WHAT TO WORK ON
Please repeat the records exactly from their first line, finishing at the line containing "merge pass did." and including it.

RECORDS SUPPLIED Start Marker

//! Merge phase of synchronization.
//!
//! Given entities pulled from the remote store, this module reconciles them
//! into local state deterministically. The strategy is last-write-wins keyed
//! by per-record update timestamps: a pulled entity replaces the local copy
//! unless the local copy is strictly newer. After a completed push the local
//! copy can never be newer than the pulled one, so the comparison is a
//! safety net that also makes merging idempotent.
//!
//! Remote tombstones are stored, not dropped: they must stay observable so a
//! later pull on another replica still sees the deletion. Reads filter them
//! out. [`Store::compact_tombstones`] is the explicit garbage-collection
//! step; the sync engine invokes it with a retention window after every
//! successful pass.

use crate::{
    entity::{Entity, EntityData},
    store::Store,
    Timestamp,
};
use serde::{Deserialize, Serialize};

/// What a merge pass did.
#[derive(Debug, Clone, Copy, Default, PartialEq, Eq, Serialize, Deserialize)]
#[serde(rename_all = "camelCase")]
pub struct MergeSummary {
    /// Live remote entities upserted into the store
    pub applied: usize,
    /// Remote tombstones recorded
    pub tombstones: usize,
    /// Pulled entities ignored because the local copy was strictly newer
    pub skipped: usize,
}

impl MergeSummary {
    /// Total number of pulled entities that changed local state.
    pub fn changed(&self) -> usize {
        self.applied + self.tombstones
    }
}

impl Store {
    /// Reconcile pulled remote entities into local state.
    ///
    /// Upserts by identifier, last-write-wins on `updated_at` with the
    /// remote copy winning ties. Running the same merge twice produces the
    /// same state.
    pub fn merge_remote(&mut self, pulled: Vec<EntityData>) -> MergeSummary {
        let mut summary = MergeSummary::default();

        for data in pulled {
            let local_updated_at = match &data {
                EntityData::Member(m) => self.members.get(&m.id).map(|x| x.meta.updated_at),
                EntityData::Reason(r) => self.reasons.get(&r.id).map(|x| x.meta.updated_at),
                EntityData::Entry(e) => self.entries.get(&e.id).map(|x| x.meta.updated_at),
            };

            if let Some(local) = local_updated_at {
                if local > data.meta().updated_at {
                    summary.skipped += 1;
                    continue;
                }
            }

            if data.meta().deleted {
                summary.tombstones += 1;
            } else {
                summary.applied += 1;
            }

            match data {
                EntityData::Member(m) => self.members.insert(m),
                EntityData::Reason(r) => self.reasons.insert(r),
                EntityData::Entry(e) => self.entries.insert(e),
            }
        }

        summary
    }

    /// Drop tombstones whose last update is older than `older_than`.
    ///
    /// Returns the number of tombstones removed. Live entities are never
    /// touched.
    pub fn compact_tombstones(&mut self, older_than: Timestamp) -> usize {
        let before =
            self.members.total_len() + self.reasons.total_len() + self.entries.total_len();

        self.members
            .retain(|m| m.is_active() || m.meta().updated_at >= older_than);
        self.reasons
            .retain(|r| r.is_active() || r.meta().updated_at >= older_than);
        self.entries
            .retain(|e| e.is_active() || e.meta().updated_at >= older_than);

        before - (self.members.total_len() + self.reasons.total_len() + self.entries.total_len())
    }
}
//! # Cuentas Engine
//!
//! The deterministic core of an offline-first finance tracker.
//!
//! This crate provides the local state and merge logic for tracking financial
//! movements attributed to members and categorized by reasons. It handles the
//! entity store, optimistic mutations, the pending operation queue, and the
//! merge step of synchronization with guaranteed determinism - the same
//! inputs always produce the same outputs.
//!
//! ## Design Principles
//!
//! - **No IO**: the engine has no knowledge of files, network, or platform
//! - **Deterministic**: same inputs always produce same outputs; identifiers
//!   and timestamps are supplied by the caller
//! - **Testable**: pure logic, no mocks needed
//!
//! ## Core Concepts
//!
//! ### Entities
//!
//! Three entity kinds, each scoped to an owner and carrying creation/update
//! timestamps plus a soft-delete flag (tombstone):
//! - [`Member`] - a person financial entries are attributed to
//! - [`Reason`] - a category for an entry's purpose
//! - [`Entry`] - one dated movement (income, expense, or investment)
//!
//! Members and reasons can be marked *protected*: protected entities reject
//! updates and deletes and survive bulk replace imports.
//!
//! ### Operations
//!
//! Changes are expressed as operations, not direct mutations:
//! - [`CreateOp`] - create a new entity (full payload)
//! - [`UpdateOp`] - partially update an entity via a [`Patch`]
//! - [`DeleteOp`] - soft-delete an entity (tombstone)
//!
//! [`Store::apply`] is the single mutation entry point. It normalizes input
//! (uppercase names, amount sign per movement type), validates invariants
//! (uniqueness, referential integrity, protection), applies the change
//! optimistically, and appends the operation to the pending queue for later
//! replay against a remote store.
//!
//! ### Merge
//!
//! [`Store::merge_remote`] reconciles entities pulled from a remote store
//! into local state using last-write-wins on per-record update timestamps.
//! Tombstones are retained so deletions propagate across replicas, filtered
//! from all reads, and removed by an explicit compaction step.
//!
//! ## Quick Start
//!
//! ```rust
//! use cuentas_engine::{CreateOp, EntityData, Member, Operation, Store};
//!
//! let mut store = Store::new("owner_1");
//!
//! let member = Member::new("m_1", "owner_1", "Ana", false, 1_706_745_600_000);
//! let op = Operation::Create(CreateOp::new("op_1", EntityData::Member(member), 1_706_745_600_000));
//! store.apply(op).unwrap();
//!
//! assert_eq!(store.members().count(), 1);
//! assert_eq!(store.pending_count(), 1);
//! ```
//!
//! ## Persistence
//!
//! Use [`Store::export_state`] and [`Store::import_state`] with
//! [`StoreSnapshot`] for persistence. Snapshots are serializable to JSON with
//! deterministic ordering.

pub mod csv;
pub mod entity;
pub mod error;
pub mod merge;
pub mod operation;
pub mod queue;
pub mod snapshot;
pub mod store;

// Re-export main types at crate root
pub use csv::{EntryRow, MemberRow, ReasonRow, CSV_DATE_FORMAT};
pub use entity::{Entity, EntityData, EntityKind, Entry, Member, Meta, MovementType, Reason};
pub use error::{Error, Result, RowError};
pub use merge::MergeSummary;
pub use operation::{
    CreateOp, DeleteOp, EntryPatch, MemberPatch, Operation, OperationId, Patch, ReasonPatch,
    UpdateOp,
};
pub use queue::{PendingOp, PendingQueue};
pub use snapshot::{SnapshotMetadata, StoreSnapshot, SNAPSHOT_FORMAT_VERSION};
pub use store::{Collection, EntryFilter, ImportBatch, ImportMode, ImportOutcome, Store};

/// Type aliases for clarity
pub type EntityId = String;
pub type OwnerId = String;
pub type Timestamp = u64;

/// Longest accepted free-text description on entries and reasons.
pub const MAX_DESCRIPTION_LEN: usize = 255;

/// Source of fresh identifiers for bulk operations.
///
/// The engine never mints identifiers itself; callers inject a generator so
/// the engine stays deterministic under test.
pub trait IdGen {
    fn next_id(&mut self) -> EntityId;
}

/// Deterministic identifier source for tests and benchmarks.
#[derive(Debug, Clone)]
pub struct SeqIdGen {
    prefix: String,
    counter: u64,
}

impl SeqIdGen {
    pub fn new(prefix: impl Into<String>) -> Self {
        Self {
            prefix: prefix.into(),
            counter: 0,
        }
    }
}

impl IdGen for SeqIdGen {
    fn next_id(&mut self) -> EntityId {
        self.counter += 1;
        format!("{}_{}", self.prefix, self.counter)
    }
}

RECORDS SUPPLIED End Marker

RESPONSE AREA
//! Merge phase of synchronization.
//!
//! Given entities pulled from the remote store, this module reconciles them
//! into local state deterministically. The strategy is last-write-wins keyed
//! by per-record update timestamps: a pulled entity replaces the local copy
//! unless the local copy is strictly newer. After a completed push the local
//! copy can never be newer than the pulled one, so the comparison is a
//! safety net that also makes merging idempotent.
//!
//! Remote tombstones are stored, not dropped: they must stay observable so a
//! later pull on another replica still sees the deletion. Reads filter them
//! out. [`Store::compact_tombstones`] is the explicit garbage-collection
//! step; the sync engine invokes it with a retention window after every
//! successful pass.

use crate::{
    entity::{Entity, EntityData},
    store::Store,
    Timestamp,
};
use serde::{Deserialize, Serialize};

/// What a merge pass did.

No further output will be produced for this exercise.